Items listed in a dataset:

►

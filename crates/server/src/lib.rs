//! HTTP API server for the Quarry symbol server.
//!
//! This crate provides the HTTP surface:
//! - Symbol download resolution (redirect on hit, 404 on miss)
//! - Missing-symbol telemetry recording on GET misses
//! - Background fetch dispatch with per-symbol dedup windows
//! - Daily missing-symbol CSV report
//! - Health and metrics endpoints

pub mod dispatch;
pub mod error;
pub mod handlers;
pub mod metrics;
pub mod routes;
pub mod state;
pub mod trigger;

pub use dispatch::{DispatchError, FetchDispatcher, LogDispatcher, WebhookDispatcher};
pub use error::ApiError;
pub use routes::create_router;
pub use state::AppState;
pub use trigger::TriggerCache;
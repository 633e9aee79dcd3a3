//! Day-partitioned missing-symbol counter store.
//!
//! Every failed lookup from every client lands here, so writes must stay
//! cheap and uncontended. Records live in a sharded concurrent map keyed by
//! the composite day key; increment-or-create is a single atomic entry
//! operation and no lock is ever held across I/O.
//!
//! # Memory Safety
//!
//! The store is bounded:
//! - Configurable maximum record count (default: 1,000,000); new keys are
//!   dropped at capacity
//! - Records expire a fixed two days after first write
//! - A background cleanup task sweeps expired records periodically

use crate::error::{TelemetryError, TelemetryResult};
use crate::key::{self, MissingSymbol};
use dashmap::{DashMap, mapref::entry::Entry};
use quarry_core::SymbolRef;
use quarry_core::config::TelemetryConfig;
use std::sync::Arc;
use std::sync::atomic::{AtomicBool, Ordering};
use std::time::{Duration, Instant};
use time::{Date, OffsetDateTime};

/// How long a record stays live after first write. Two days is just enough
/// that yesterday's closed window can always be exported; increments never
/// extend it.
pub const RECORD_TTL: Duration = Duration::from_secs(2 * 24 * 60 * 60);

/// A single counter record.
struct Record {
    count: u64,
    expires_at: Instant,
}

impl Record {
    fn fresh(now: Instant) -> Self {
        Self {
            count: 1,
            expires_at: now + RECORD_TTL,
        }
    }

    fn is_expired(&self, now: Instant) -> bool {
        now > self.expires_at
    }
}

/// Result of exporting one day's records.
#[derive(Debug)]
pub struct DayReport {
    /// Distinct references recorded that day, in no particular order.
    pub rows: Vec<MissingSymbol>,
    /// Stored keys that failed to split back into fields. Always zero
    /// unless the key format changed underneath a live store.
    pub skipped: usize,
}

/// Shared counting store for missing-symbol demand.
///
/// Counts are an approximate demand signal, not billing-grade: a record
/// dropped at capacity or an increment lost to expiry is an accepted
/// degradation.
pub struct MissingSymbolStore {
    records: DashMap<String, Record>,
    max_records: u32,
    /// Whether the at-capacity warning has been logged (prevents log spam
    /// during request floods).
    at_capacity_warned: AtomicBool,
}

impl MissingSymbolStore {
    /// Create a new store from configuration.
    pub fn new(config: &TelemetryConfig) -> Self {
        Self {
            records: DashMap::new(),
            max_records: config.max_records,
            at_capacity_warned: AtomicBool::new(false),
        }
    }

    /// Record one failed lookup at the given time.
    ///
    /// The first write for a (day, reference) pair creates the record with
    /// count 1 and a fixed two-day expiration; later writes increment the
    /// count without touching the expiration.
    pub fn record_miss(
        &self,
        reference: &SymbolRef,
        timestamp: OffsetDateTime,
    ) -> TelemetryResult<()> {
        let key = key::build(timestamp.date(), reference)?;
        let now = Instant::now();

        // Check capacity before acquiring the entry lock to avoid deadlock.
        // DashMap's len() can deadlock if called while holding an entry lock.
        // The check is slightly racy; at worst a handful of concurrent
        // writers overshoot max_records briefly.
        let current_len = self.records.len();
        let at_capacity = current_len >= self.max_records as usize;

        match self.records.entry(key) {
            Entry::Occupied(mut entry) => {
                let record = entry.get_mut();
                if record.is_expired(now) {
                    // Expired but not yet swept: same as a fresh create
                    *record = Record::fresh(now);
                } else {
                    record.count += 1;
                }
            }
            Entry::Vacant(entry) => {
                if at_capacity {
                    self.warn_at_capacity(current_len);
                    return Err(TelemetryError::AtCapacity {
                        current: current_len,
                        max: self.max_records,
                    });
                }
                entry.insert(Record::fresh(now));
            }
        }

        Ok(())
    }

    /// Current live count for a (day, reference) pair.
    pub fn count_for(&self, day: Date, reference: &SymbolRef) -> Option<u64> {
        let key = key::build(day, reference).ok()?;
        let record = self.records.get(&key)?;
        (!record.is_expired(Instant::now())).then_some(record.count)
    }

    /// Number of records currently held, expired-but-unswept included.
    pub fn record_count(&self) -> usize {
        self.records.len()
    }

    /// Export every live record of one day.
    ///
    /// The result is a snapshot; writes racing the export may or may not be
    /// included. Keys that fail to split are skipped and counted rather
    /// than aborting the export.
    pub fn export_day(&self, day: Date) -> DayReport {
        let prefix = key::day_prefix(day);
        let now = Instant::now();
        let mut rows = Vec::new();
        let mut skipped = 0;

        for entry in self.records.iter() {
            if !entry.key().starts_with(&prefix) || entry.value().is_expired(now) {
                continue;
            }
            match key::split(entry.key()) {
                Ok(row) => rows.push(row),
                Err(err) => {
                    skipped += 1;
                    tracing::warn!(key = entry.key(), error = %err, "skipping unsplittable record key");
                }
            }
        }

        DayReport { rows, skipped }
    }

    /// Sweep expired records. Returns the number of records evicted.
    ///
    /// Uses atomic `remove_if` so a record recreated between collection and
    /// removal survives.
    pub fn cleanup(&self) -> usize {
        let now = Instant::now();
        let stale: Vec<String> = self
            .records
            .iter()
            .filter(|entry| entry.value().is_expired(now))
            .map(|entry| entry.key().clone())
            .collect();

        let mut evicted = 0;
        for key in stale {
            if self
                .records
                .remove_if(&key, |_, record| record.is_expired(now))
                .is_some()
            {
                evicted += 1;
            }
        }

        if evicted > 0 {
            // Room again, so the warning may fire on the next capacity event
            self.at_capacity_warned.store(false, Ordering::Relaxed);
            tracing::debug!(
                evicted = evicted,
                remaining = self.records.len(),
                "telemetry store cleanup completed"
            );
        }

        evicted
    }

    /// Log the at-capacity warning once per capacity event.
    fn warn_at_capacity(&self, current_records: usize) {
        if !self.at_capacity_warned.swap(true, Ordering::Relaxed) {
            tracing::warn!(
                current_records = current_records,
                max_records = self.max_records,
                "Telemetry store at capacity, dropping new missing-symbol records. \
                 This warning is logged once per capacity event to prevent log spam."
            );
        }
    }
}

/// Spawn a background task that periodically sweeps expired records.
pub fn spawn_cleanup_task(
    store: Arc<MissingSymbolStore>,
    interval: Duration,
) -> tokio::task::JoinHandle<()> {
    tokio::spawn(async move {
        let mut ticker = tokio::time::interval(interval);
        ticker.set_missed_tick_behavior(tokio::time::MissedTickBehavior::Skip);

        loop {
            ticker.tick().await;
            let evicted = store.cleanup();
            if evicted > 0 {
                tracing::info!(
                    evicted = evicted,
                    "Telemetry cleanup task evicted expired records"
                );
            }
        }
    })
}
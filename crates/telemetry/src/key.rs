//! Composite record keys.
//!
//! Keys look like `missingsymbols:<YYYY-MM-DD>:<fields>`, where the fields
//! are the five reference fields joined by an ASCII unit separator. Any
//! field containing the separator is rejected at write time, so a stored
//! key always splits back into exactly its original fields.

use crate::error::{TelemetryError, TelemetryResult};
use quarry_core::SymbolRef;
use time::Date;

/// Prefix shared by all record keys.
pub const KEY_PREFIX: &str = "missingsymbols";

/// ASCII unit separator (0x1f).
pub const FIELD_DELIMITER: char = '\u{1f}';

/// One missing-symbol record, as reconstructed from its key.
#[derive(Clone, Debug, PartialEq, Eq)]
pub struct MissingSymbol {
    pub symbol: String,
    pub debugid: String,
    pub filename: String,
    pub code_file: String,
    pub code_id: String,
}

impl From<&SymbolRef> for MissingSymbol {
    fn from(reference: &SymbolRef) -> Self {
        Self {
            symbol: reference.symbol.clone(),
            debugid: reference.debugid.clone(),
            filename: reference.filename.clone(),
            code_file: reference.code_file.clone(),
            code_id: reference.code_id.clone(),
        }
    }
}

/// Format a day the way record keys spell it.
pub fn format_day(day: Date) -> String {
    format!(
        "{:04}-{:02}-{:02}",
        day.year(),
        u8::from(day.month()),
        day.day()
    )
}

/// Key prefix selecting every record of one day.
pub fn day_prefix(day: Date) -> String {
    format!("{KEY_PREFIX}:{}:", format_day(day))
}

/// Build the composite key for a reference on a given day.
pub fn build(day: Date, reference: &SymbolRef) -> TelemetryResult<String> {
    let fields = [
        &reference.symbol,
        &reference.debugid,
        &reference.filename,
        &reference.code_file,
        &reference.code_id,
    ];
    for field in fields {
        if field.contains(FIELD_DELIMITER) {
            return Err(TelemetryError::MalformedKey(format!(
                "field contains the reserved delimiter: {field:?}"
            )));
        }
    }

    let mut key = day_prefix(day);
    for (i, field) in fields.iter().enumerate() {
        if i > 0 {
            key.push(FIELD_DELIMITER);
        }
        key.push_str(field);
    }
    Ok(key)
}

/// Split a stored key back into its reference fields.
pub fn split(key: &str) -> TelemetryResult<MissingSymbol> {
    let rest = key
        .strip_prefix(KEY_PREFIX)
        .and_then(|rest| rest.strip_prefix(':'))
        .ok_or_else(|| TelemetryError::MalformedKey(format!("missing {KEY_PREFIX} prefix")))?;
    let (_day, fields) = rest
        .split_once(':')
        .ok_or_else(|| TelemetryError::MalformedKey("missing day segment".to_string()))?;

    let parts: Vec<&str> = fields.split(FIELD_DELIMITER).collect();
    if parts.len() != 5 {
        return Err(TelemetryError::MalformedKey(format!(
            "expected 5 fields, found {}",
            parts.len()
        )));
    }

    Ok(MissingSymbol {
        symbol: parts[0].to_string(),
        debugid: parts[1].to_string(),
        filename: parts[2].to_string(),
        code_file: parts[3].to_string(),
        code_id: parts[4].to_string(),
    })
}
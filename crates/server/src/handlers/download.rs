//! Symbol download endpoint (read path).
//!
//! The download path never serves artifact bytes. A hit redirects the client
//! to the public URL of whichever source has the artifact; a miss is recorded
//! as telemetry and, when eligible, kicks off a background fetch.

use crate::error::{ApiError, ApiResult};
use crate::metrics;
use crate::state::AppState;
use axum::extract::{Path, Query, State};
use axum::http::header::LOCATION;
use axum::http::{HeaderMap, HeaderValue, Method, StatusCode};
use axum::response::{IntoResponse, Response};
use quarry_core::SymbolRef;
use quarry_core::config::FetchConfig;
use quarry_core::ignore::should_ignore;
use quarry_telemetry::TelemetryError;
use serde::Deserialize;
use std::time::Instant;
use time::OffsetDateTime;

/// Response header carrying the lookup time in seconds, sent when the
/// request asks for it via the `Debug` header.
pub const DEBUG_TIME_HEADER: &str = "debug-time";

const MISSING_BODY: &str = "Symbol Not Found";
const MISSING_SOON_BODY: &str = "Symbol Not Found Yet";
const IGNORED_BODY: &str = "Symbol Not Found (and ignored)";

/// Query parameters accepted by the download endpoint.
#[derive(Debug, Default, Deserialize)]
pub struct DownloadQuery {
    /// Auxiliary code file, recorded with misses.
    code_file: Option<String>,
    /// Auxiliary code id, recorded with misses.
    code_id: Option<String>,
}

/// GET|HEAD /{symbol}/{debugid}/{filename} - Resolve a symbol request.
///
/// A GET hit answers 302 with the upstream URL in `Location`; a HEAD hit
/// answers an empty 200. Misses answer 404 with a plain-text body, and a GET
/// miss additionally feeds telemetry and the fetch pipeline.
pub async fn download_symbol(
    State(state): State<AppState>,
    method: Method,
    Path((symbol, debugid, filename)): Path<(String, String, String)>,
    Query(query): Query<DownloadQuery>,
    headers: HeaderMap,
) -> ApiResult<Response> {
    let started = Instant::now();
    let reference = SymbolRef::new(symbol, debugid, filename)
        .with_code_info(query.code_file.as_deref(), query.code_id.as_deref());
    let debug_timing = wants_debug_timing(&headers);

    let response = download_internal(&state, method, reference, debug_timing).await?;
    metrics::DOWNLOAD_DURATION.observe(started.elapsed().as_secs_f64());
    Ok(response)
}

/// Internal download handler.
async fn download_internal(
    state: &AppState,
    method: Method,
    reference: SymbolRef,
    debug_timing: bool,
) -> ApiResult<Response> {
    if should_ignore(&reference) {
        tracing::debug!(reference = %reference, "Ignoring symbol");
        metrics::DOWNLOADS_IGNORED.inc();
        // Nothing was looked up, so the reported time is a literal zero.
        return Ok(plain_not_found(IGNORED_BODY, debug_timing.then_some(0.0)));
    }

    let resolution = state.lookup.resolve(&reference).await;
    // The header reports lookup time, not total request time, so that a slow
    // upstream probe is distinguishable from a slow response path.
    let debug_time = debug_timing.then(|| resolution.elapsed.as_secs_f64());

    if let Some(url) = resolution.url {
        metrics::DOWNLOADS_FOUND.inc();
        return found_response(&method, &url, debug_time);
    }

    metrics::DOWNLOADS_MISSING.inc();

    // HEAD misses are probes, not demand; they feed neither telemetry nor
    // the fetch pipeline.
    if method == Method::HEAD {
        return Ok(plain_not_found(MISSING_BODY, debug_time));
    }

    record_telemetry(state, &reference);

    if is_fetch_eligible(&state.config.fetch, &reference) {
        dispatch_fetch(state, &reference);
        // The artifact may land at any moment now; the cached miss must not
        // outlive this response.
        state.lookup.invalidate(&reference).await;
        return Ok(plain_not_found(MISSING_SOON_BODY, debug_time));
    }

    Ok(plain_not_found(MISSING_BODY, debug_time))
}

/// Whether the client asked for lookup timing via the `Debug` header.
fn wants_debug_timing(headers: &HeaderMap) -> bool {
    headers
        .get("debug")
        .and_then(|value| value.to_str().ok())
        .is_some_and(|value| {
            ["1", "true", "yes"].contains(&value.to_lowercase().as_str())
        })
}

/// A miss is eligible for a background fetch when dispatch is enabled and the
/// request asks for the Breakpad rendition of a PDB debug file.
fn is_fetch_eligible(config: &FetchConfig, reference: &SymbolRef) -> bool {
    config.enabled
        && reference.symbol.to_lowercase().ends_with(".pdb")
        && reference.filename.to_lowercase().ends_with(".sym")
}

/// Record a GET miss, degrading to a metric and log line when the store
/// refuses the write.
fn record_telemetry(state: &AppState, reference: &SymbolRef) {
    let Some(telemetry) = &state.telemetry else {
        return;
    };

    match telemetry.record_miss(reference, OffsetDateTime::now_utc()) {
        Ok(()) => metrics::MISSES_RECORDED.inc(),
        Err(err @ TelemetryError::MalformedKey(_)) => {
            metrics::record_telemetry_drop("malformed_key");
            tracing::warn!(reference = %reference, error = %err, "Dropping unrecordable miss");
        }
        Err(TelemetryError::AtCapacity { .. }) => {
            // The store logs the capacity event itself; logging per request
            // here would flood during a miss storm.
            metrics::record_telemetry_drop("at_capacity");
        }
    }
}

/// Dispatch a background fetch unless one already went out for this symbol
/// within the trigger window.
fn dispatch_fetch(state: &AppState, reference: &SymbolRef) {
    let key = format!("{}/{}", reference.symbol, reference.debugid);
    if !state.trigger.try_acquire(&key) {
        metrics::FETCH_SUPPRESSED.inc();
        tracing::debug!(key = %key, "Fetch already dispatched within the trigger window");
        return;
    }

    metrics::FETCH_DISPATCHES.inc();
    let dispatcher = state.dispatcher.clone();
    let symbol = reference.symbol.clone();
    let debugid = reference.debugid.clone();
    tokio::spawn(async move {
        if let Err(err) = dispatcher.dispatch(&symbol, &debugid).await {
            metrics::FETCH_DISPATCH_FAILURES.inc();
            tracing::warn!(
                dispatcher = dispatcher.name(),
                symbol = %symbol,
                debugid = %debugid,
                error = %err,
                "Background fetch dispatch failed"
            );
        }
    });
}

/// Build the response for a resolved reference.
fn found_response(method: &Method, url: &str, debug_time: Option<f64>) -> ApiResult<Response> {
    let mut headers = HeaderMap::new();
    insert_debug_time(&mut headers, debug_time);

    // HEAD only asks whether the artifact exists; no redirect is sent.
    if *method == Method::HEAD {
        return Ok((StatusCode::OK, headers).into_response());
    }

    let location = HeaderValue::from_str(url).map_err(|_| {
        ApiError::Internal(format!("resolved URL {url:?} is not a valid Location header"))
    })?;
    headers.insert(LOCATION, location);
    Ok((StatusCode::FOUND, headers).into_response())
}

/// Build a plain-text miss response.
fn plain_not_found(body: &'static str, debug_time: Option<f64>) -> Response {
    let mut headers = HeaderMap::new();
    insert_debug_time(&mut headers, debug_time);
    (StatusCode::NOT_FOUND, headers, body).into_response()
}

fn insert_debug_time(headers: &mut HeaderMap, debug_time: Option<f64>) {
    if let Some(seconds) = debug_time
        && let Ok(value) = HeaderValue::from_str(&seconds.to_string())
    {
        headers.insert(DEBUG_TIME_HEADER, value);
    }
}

◄

▸ ABOUT THIS EXERCISE:
For each line above that includes "within", copy the line.

▸ RESULT OF THIS TASK:
/// within the trigger window.
        tracing::debug!(key = %key, "Fetch already dispatched within the trigger window");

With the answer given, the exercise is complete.